Literature DB >> 19407952

Ginsenoside Rb1, a panoxadiol saponin against oxidative damage and renal interstitial fibrosis in rats with unilateral ureteral obstruction.

Xi-sheng Xie1, Heng-chuan Liu, Man Yang, Chuan Zuo, Yao Deng, Jun-ming Fan.   

Abstract

OBJECTIVE: To investigate the possible protective effect and mechanism of ginsenoside Rb1 against oxidative damage and renal interstitial fibrosis on rats with unilateral ureteral obstruction (UUO).
METHODS: In total, 80 male rats were randomly divided into 4 groups, 20 in each group: the sham operated group (SOR), UUO group, UUO with ginsenoside Rb1 treatment group (treated with intraperitoneal injection of 50 mg/ kg daily) and UUO with Losartan treatment group (as the positive control, treated with 20 mg/kg by gastrogavage per day). The rats were randomly sacrificed on day 3, 7 and 14 after surgery, respectively. The histopathologic changes of renal interstitial tissues were observed with Masson staining. The mRNA of transforming growth factor beta 1 (TGF-beta 1), collagen I and fibronectin were reversed transcribed and quantified by Real-time PCR. Enzyme-linked immunosorbent assay was used to quantitatively detect TGF-beta 1 and 8-hydroxy-2'-deoxyguanosine (8-OHdG) levels. P47phox protein expression was assessed by immunohistochemistry and Western blot analysis.
RESULTS: In the UUO model, the obstructed kidney showed typical features of progressive renal tubulointerstitial fibrosis, and the levels of TGF-beta1, collagen I and fibronectin increased (P<0.05). As compared with the UUO group, ginsennoside Rb1 significantly inhibited the interstitial fibrosis including tubular injury and collagen deposition, and decreased the levels of TGF-beta1 (P<0.05). Ginsenoside Rb1 also inhibited the heme oxygenase (HO-1) and 8-OHdG, two markers of oxidative stress (P<0.05).
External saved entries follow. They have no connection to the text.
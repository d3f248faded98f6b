// Built-in Functions
// Status and string functions available to predicates

use crate::condition::evaluator::{loose_eq, EvalError, StatusSnapshot};
use crate::definition::Value;

pub struct BuiltinFunctions;

impl BuiltinFunctions {
    /// Names of functions that make a predicate run after a failure or abort
    pub const STATUS_OVERRIDES: &'static [&'static str] =
        &["always", "failure", "failed", "cancelled", "canceled"];

    pub fn call(name: &str, args: &[Value], snapshot: &StatusSnapshot) -> Result<Value, EvalError> {
        let lower = name.to_ascii_lowercase();
        match lower.as_str() {
            "success" | "succeeded" => {
                arity(name, args, 0, 0)?;
                Ok(Value::Bool(!snapshot.failed && !snapshot.cancelled))
            }
            "failure" | "failed" => {
                arity(name, args, 0, 0)?;
                Ok(Value::Bool(snapshot.failed))
            }
            "cancelled" | "canceled" => {
                arity(name, args, 0, 0)?;
                Ok(Value::Bool(snapshot.cancelled))
            }
            "always" => {
                arity(name, args, 0, 0)?;
                Ok(Value::Bool(true))
            }
            "eq" => {
                arity(name, args, 2, 2)?;
                Ok(Value::Bool(loose_eq(&args[0], &args[1])))
            }
            "ne" => {
                arity(name, args, 2, 2)?;
                Ok(Value::Bool(!loose_eq(&args[0], &args[1])))
            }
            "and" => {
                arity(name, args, 2, usize::MAX)?;
                Ok(Value::Bool(args.iter().all(Value::is_truthy)))
            }
            "or" => {
                arity(name, args, 2, usize::MAX)?;
                Ok(Value::Bool(args.iter().any(Value::is_truthy)))
            }
            "not" => {
                arity(name, args, 1, 1)?;
                Ok(Value::Bool(!args[0].is_truthy()))
            }
            "contains" => {
                arity(name, args, 2, 2)?;
                let found = match &args[0] {
                    Value::Array(items) => items.iter().any(|item| loose_eq(item, &args[1])),
                    haystack => haystack
                        .as_string()
                        .to_lowercase()
                        .contains(&args[1].as_string().to_lowercase()),
                };
                Ok(Value::Bool(found))
            }
            "startswith" => {
                arity(name, args, 2, 2)?;
                let (text, prefix) = folded(&args[0], &args[1]);
                Ok(Value::Bool(text.starts_with(&prefix)))
            }
            "endswith" => {
                arity(name, args, 2, 2)?;
                let (text, suffix) = folded(&args[0], &args[1]);
                Ok(Value::Bool(text.ends_with(&suffix)))
            }
            "in" => {
                arity(name, args, 2, usize::MAX)?;
                Ok(Value::Bool(args[1..].iter().any(|c| loose_eq(&args[0], c))))
            }
            "format" => {
                arity(name, args, 1, usize::MAX)?;
                format(&args[0].as_string(), &args[1..]).map(Value::String)
            }
            _ => Err(EvalError::new(format!("unknown function '{}'", name))),
        }
    }
}

fn arity(name: &str, args: &[Value], min: usize, max: usize) -> Result<(), EvalError> {
    if args.len() < min || args.len() > max {
        let expected = match (min, max) {
            (a, b) if a == b => format!("{}", a),
            (a, usize::MAX) => format!("at least {}", a),
            (a, b) => format!("{} to {}", a, b),
        };
        return Err(EvalError::new(format!(
            "{}() expects {} argument(s), got {}",
            name,
            expected,
            args.len()
        )));
    }
    Ok(())
}

fn folded(a: &Value, b: &Value) -> (String, String) {
    (a.as_string().to_lowercase(), b.as_string().to_lowercase())
}

/// `format('{0}-{1}', a, b)`; `{{` and `}}` escape braces
fn format(template: &str, args: &[Value]) -> Result<String, EvalError> {
    let mut out = String::with_capacity(template.len());
    let mut chars = template.chars().peekable();
    while let Some(ch) = chars.next() {
        match ch {
            '{' if chars.peek() == Some(&'{') => {
                chars.next();
                out.push('{');
            }
            '}' if chars.peek() == Some(&'}') => {
                chars.next();
                out.push('}');
            }
            '{' => {
                let mut digits = String::new();
                for c in chars.by_ref() {
                    if c == '}' {
                        break;
                    }
                    digits.push(c);
                }
                let index: usize = digits
                    .trim()
                    .parse()
                    .map_err(|_| EvalError::new(format!("invalid format placeholder '{{{}}}'", digits)))?;
                let arg = args.get(index).ok_or_else(|| {
                    EvalError::new(format!("format placeholder {{{}}} has no argument", index))
                })?;
                out.push_str(&arg.as_string());
            }
            other => out.push(other),
        }
    }
    Ok(out)
}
Moreover, ginsenoside Rb1 suppressed the expression of p47phox, a subunit of nicotinamide adeninedinucleotide phosphate (NADPH) oxidase (P<0.05).
CONCLUSION: Ginsenoside Rb1 can obviously inhibit renal interstitial fibrosis in rats with UUO, its mechanism possibly via against the oxidative damage and suppressing TGF-beta1 expression.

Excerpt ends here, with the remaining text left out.